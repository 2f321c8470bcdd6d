#[derive(Debug, Clone, Copy, PartialEq, Eq, clap::ValueEnum)]
pub enum LogLevel {
    Debug,
    Info,
    Warn,
    Error,
}

impl LogLevel {
    pub fn as_filter(&self) -> &'static str {
        match self {
            LogLevel::Debug => "debug",
            LogLevel::Info => "info",
            LogLevel::Warn => "warn",
            LogLevel::Error => "error",
        }
    }
}

/// How two items that resolve to the same local path are told apart.
#[derive(Debug, Clone, Copy, PartialEq, Eq, clap::ValueEnum)]
pub enum CollisionPolicy {
    /// Give the later item a `-<id>` suffix before the extension.
    #[value(name = "suffix-id")]
    SuffixId,
    /// Treat a same-named file as already downloaded.
    #[value(name = "skip")]
    Skip,
}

------------------------------------------------------------

#### EXERCISE
All records above must be returned exactly as they appear.

#### EXERCISE SOLUTION
repository 2f321c8470bcdd6d
#[derive(Debug, Clone, Copy, PartialEq, Eq, clap::ValueEnum)]
pub enum LogLevel {
    Debug,
    Info,
    Warn,
    Error,
}

impl LogLevel {
    pub fn as_filter(&self) -> &'static str {
        match self {
            LogLevel::Debug => "debug",
            LogLevel::Info => "info",
            LogLevel::Warn => "warn",
            LogLevel::Error => "error",
        }
    }
}

/// How two items that resolve to the same local path are told apart.
#[derive(Debug, Clone, Copy, PartialEq, Eq, clap::ValueEnum)]
pub enum CollisionPolicy {
    /// Give the later item a `-<id>` suffix before the extension.
    #[value(name = "suffix-id")]
    SuffixId,
    /// Treat a same-named file as already downloaded.
    #[value(name = "skip")]
    Skip,
}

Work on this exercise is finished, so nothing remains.